Structural Load Distribution Before Impact.

Overview

The section of [1] entitles ¡§Details of the buildings ¡§ and presented on pages 2-5 therein provide an overview of the structural system used.

In summary, this comprised:

A closely spaced perimeter frame around the four external walls, providing lateral strength and stiffness and also providing vertical support to its tributary area of the floor slab.
A cluster of compression load carrying columns in the core, forming the principal gravity load carrying system and supporting the vertical load from half the open plan floor system plus all the structural systems, services and components within the core.
A light-weight, long spanning floor system running from perimeter frame to outside edge of core. This floor system comprised bar joists as girders (primary beams) supporting secondary joists which carried a 100 mm thick light-weight concrete slab on profiled steel deck. The presence of secondary joists connected into the bar joists and made integral with a composite slab (see Fig 6 from [1]) made for a light, stiff floor system with good capacity for two-way action under severe fire conditions.
Assumptions made about the structural system design

In postulating the collapse mechanisms for both towers (but especially relevant for the North Tower), I have made some assumptions about the structural system used.

These as follows:

(1) The bar joist/floor system is connected to the perimeter frame/gravity core using a top flange mounted seat system as roughly indicated in Fig.7 of [1]. This system is designed to support the applied dead load from half the floor joist clear span. The actual connection between each joist and the supporting girders at perimeter frame and core is a typical bar joist connection detail, designed to carry principally its tributary design vertical load and with some nominal lateral load transfer capacity.
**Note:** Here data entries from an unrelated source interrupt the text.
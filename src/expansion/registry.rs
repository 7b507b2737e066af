//! Size-indexed model registry

use std::collections::BTreeMap;

use tracing::{debug, instrument};

use crate::error::{Error, Result};
use crate::network::ClassifierNet;
use crate::params::{deep_copy, narrow_to};

/// Mapping from task number to the hidden width the network had when that
/// task was trained.
///
/// Append-only across tasks; the entry for a task may be updated when that
/// task is retrained after an expansion. Capacity is monotonically
/// non-decreasing in the task order, and insertions that would violate that
/// are rejected.
#[derive(Debug, Clone, Default)]
pub struct SizeDictionary {
    entries: BTreeMap<usize, usize>,
}

impl SizeDictionary {
    /// Create an empty dictionary
    pub fn new() -> Self {
        Self::default()
    }

    /// Record (or update) the hidden width for a task
    pub fn record(&mut self, task: usize, hidden_size: usize) -> Result<()> {
        if task == 0 {
            return Err(Error::invalid_input("task numbers are 1-based"));
        }
        if hidden_size == 0 {
            return Err(Error::invalid_input("hidden size must be > 0"));
        }
        for (&other, &size) in &self.entries {
            if other < task && size > hidden_size {
                return Err(Error::invalid_input(format!(
                    "capacity is monotone: task {task} at width {hidden_size} would undercut task {other} at width {size}"
                )));
            }
            if other > task && size < hidden_size {
                return Err(Error::invalid_input(format!(
                    "capacity is monotone: task {task} at width {hidden_size} would exceed later task {other} at width {size}"
                )));
            }
        }
        if let Some(&previous) = self.entries.get(&task) {
            if hidden_size < previous {
                return Err(Error::invalid_input(format!(
                    "task {task} was trained at width {previous}; capacity never shrinks"
                )));
            }
        }
        self.entries.insert(task, hidden_size);
        Ok(())
    }

    /// Hidden width recorded for a task
    pub fn hidden_size_for(&self, task: usize) -> Option<usize> {
        self.entries.get(&task).copied()
    }

    /// Distinct widths in ascending order
    pub fn distinct_sizes(&self) -> Vec<usize> {
        let mut sizes: Vec<usize> = self.entries.values().copied().collect();
        sizes.sort_unstable();
        sizes.dedup();
        sizes
    }

    /// Iterate over `(task, hidden_size)` entries in task order
    pub fn iter(&self) -> impl Iterator<Item = (usize, usize)> + '_ {
        self.entries.iter().map(|(&task, &size)| (task, size))
    }

    /// Number of recorded tasks
    pub fn len(&self) -> usize {
        self.entries.len()
    }

    /// Whether any task has been recorded
    pub fn is_empty(&self) -> bool {
        self.entries.is_empty()
    }
}

/// Reconstructs evaluation models at historical capacities.
///
/// A task trained before an expansion must never be evaluated through
/// weights added afterwards, so each such task gets a network of the width
/// it was trained at, filled with the top-left submatrices of the current
/// model's tensors. The mapping is rebuilt fresh before every evaluation
/// pass because the current weights change continuously during training;
/// nothing here is cached.
#[derive(Debug, Clone, Copy, Default)]
pub struct TaskModelRegistry;

impl TaskModelRegistry {
    /// Build the task-to-model mapping for an evaluation pass.
    ///
    /// One network is constructed per distinct historical width; tasks
    /// sharing a width share that network through weight-sharing handles.
    /// The width equal to the current model's uses the current model
    /// directly (no copy).
    #[instrument(skip(sizes, current))]
    pub fn models_for_tasks(
        sizes: &SizeDictionary,
        current: &ClassifierNet,
    ) -> Result<BTreeMap<usize, ClassifierNet>> {
        if sizes.is_empty() {
            return Err(Error::invalid_input(
                "no tasks recorded; nothing to build models for",
            ));
        }

        let current_hidden = current.hidden_size();
        let mut by_size: BTreeMap<usize, ClassifierNet> = BTreeMap::new();
        for size in sizes.distinct_sizes() {
            if size > current_hidden {
                return Err(Error::internal(format!(
                    "size dictionary lists width {size} beyond current capacity {current_hidden}"
                )));
            }
            let model = if size == current_hidden {
                current.share_weights()
            } else {
                Self::extract_smaller(current, size)?
            };
            by_size.insert(size, model);
        }

        let mut models = BTreeMap::new();
        for (task, size) in sizes.iter() {
            let model = by_size
                .get(&size)
                .expect("every recorded size was constructed above");
            models.insert(task, model.share_weights());
        }

        debug!(
            tasks = models.len(),
            distinct_sizes = by_size.len(),
            "rebuilt evaluation model registry"
        );
        Ok(models)
    }

    /// Network of width `hidden_size` holding the top-left submatrices of
    /// the current model's parameters.
    fn extract_smaller(current: &ClassifierNet, hidden_size: usize) -> Result<ClassifierNet> {
        let dims = current.dims().with_hidden(hidden_size);
        let (input_dropout, hidden_dropout) = current.dropout_probs();
        let smaller =
            ClassifierNet::zeros(dims, input_dropout, hidden_dropout, current.device())?;

        for (name, small_var) in smaller.named_parameters() {
            let big_var = current
                .parameter(&name)
                .ok_or_else(|| Error::internal(format!("current network lacks `{name}`")))?;
            let restricted =
                narrow_to(big_var.as_tensor(), small_var.as_tensor().dims(), &name)?;
            small_var.set(&deep_copy(&restricted)?)?;
        }
        Ok(smaller)
    }
}

#[cfg(test)]
mod tests {
    use super::*;
    use crate::config::{GrowthInit, NetworkConfig};
    use crate::expansion::NetworkExpander;
    use candle_core::Device;
    use rand::rngs::StdRng;
    use rand::SeedableRng;

    fn test_network(hidden: usize) -> ClassifierNet {
        let config = NetworkConfig {
            input_size: 6,
            hidden_size: hidden,
            output_size: 3,
            hidden_layer_count: 0,
            input_dropout: 0.0,
            hidden_dropout: 0.0,
        };
        let mut rng = StdRng::seed_from_u64(31);
        ClassifierNet::new(&config, &Device::Cpu, &mut rng).unwrap()
    }

    fn flat(tensor: &candle_core::Tensor) -> Vec<f32> {
        tensor.flatten_all().unwrap().to_vec1::<f32>().unwrap()
    }

    #[test]
    fn record_enforces_monotonicity() {
        let mut sizes = SizeDictionary::new();
        sizes.record(1, 20).unwrap();
        sizes.record(2, 40).unwrap();

        // A later task can never be trained at a smaller capacity.
        assert!(sizes.record(3, 20).is_err());
        // An earlier entry can never grow past what followed it.
        assert!(sizes.record(1, 80).is_err());
        // Retraining the newest task after expansion may raise its entry.
        sizes.record(2, 80).unwrap();
        assert_eq!(sizes.hidden_size_for(2), Some(80));
    }

    #[test]
    fn monotonicity_holds_across_an_expansion() {
        let mut sizes = SizeDictionary::new();
        sizes.record(1, 20).unwrap();
        sizes.record(2, 20).unwrap();
        sizes.record(2, 40).unwrap();

        let recorded: Vec<(usize, usize)> = sizes.iter().collect();
        assert_eq!(recorded, vec![(1, 20), (2, 40)]);
        for window in recorded.windows(2) {
            assert!(window[0].1 <= window[1].1);
        }
    }

    #[test]
    fn shrink_is_the_left_inverse_of_expand() {
        let network = test_network(4);
        let before = network.parameter_snapshot().unwrap();

        let expander = NetworkExpander::new(2, GrowthInit::Fresh).unwrap();
        let mut rng = StdRng::seed_from_u64(47);
        let grown = expander.expand(&network, &mut rng).unwrap();

        let mut sizes = SizeDictionary::new();
        sizes.record(1, 4).unwrap();
        sizes.record(2, 8).unwrap();

        let models = TaskModelRegistry::models_for_tasks(&sizes, &grown).unwrap();
        let reconstructed = models.get(&1).unwrap();

        assert_eq!(reconstructed.hidden_size(), 4);
        for (name, var) in reconstructed.named_parameters() {
            assert_eq!(
                flat(var.as_tensor()),
                flat(before.get(&name).unwrap()),
                "reconstructed `{name}` differs from pre-expansion weights"
            );
        }
    }

    #[test]
    fn current_size_shares_live_weights() {
        let network = test_network(4);
        let mut sizes = SizeDictionary::new();
        sizes.record(1, 4).unwrap();

        let models = TaskModelRegistry::models_for_tasks(&sizes, &network).unwrap();
        let model = models.get(&1).unwrap();

        // Mutating the current network must be visible through the registry
        // handle: the current size is used directly, not copied.
        let zeroed = network
            .parameter("fc0.weight")
            .unwrap()
            .as_tensor()
            .zeros_like()
            .unwrap();
        network.set_parameter("fc0.weight", &zeroed).unwrap();

        let seen = flat(model.parameter("fc0.weight").unwrap().as_tensor());
        assert!(seen.iter().all(|&v| v == 0.0));
    }

    #[test]
    fn tasks_sharing_a_width_share_one_model() {
        let network = test_network(8);
        let mut sizes = SizeDictionary::new();
        sizes.record(1, 4).unwrap();
        sizes.record(2, 4).unwrap();
        sizes.record(3, 8).unwrap();

        let models = TaskModelRegistry::models_for_tasks(&sizes, &network).unwrap();
        assert_eq!(models.len(), 3);
        assert_eq!(models.get(&1).unwrap().hidden_size(), 4);
        assert_eq!(models.get(&2).unwrap().hidden_size(), 4);
        assert_eq!(
            flat(models.get(&1).unwrap().parameter("fc0.weight").unwrap().as_tensor()),
            flat(models.get(&2).unwrap().parameter("fc0.weight").unwrap().as_tensor()),
        );
    }

    #[test]
    fn oversized_recorded_width_is_fatal() {
        let network = test_network(4);
        let mut sizes = SizeDictionary::new();
        sizes.record(1, 8).unwrap();

        assert!(TaskModelRegistry::models_for_tasks(&sizes, &network).is_err());
    }
}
(2) There is a shear stud or some form of physical connection of the slab into the perimeter frame girders, through eg. shear studs from girder into slab and slab reinforcement passing beyond the line of connectors or alternatively some type of starter bar arrangement from the perimeter frame into the slab. Some form of this is evidenced from photos of the still intact perimeter frame remnants at the site. This would presumably have been sized on the greater of diaphragm transfer forces from floor into perimeter frame at each level or code minimum requirements for the interconnection, as applying at the time of design

(3) The visco-elastic dampers added from the bottom chord of the bar joists back to the perimeter frame did not noticeably increase the shear or tension capacity between floor slab and perimeter frame.

(4) There was a network of beams interconnecting the 44 core columns, such that the core formed an effective moderately rigid box. Some details of these are given in [2].

(5) The perimeter frame assemblages were spliced by mid-span bolted web connections (this known) and columns spliced with bearing splices having some moment/tension capacity (this assumed).

(6) The gravity columns were spliced by slot and tab splices, with the ends prepared for compression bearing. That much is known; I have assumed that these column splices also had an integral connection capacity for shear (possibly 15% of design shear capacity, as would be stipulated by NZS 3404 [3]). If so, this could have been formed by blind bolting of the tabs of the supporting column through the walls of the supported column, or more likely, by incomplete penetration site butt welds between the abutting surfaces, with these welds of small size and formed using a ductile weld metal.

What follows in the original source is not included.